REQUIRED ACTION: The answer should be each line of the records that contains the word "Push"; please copy them all.

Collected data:
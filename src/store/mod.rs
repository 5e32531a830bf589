use std::future::Future;

use tokio::sync::broadcast;
use tokio::sync::broadcast::error::RecvError;

use crate::error::StoreResult;
use crate::types::{AttendeePatch, AttendeeRecord, NewAttendee, SyncMode};

mod memory;
mod sheet;

pub use self::memory::MemoryStore;
pub use self::sheet::SheetStore;

/// The remote attendee store. `list_all` always returns the full roster,
/// newest first; the engine never relies on deltas.
pub trait RosterStore: Clone + Send + Sync + 'static {
    fn list_all(&self) -> impl Future<Output = StoreResult<Vec<AttendeeRecord>>> + Send;

    fn insert(&self, attendee: NewAttendee) -> impl Future<Output = StoreResult<String>> + Send;

    fn update(
        &self,
        id: &str,
        patch: AttendeePatch,
    ) -> impl Future<Output = StoreResult<()>> + Send;

    fn remove(&self, id: &str) -> impl Future<Output = StoreResult<()>> + Send;

    /// Clears every winner flag in one logical operation.
    fn reset_all(&self) -> impl Future<Output = StoreResult<()>> + Send;

    /// Push-capable stores hand out a change feed; poll-only stores return `None`.
    fn subscribe(&self) -> Option<ChangeFeed> {
        None
    }

    fn sync_mode(&self) -> SyncMode {
        if self.subscribe().is_some() {
            SyncMode::Push
        } else {
            SyncMode::Poll
        }
    }
}

/// Payload-free "something changed" signal. Dropping the feed unsubscribes.
#[derive(Debug)]
pub struct ChangeFeed {
    rx: broadcast::Receiver<()>,
}

impl ChangeFeed {
    pub(crate) fn new(rx: broadcast::Receiver<()>) -> Self {
        Self { rx }
    }

    /// Resolves on the next change; `false` once the store is gone.
    pub async fn changed(&mut self) -> bool {
        match self.rx.recv().await {
            Ok(()) => true,
            // Missed signals collapse into one, a full refetch covers them all.
            Err(RecvError::Lagged(_)) => true,
            Err(RecvError::Closed) => false,
        }
    }
}

#[derive(Clone, Debug)]
pub enum Backend {
    Memory(MemoryStore),
    Sheet(SheetStore),
}

impl Backend {
    pub fn label(&self) -> &'static str {
        match self {
            Self::Memory(_) => "memory",
            Self::Sheet(_) => "sheet",
        }
    }
}

impl RosterStore for Backend {
    async fn list_all(&self) -> StoreResult<Vec<AttendeeRecord>> {
        match self {
            Self::Memory(store) => store.list_all().await,
            Self::Sheet(store) => store.list_all().await,
        }
    }

    async fn insert(&self, attendee: NewAttendee) -> StoreResult<String> {
        match self {
            Self::Memory(store) => store.insert(attendee).await,
            Self::Sheet(store) => store.insert(attendee).await,
        }
    }

    async fn update(&self, id: &str, patch: AttendeePatch) -> StoreResult<()> {
        match self {
            Self::Memory(store) => store.update(id, patch).await,
            Self::Sheet(store) => store.update(id, patch).await,
        }
    }

    async fn remove(&self, id: &str) -> StoreResult<()> {
        match self {
            Self::Memory(store) => store.remove(id).await,
            Self::Sheet(store) => store.remove(id).await,
        }
    }

    async fn reset_all(&self) -> StoreResult<()> {
        match self {
            Self::Memory(store) => store.reset_all().await,
            Self::Sheet(store) => store.reset_all().await,
        }
    }

    fn subscribe(&self) -> Option<ChangeFeed> {
        match self {
            Self::Memory(store) => store.subscribe(),
            Self::Sheet(store) => store.subscribe(),
        }
    }
}

/// Newest first; ties broken by id so repeated listings agree.
pub fn sort_newest_first(records: &mut [AttendeeRecord]) {
    records.sort_by(|a, b| {
        b.created_at
            .cmp(&a.created_at)
            .then_with(|| b.id.cmp(&a.id))
    });
}

#[cfg(test)]
mod tests {
    use chrono::{TimeZone, Utc};

    use super::*;

    fn record(id: &str, secs: i64) -> AttendeeRecord {
        AttendeeRecord {
            id: id.to_string(),
            name: id.to_uppercase(),
            created_at: Utc.timestamp_opt(secs, 0).single().expect("valid timestamp"),
            packed_identity: String::new(),
            is_winner: false,
        }
    }

    #[test]
    fn sort_newest_first_orders_by_created_at_then_id() {
        let mut records = vec![record("a", 10), record("c", 30), record("b", 30), record("d", 20)];
        sort_newest_first(&mut records);
        let ids: Vec<&str> = records.iter().map(|r| r.id.as_str()).collect();
        assert_eq!(ids, vec!["c", "b", "d", "a"]);
    }

    #[tokio::test]
    async fn backend_reports_sync_mode_of_its_variant() {
        let memory = Backend::Memory(MemoryStore::new());
        assert_eq!(memory.sync_mode(), SyncMode::Push);
        assert_eq!(memory.label(), "memory");

        let sheet = Backend::Sheet(
            SheetStore::new("http://127.0.0.1:9/exec", std::time::Duration::from_secs(1))
                .expect("client builds"),
        );
        assert_eq!(sheet.sync_mode(), SyncMode::Poll);
    }
}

SOLUTION TO THE EXERCISE:
    /// Push-capable stores hand out a change feed; poll-only stores return `None`.
            SyncMode::Push
        assert_eq!(memory.sync_mode(), SyncMode::Push);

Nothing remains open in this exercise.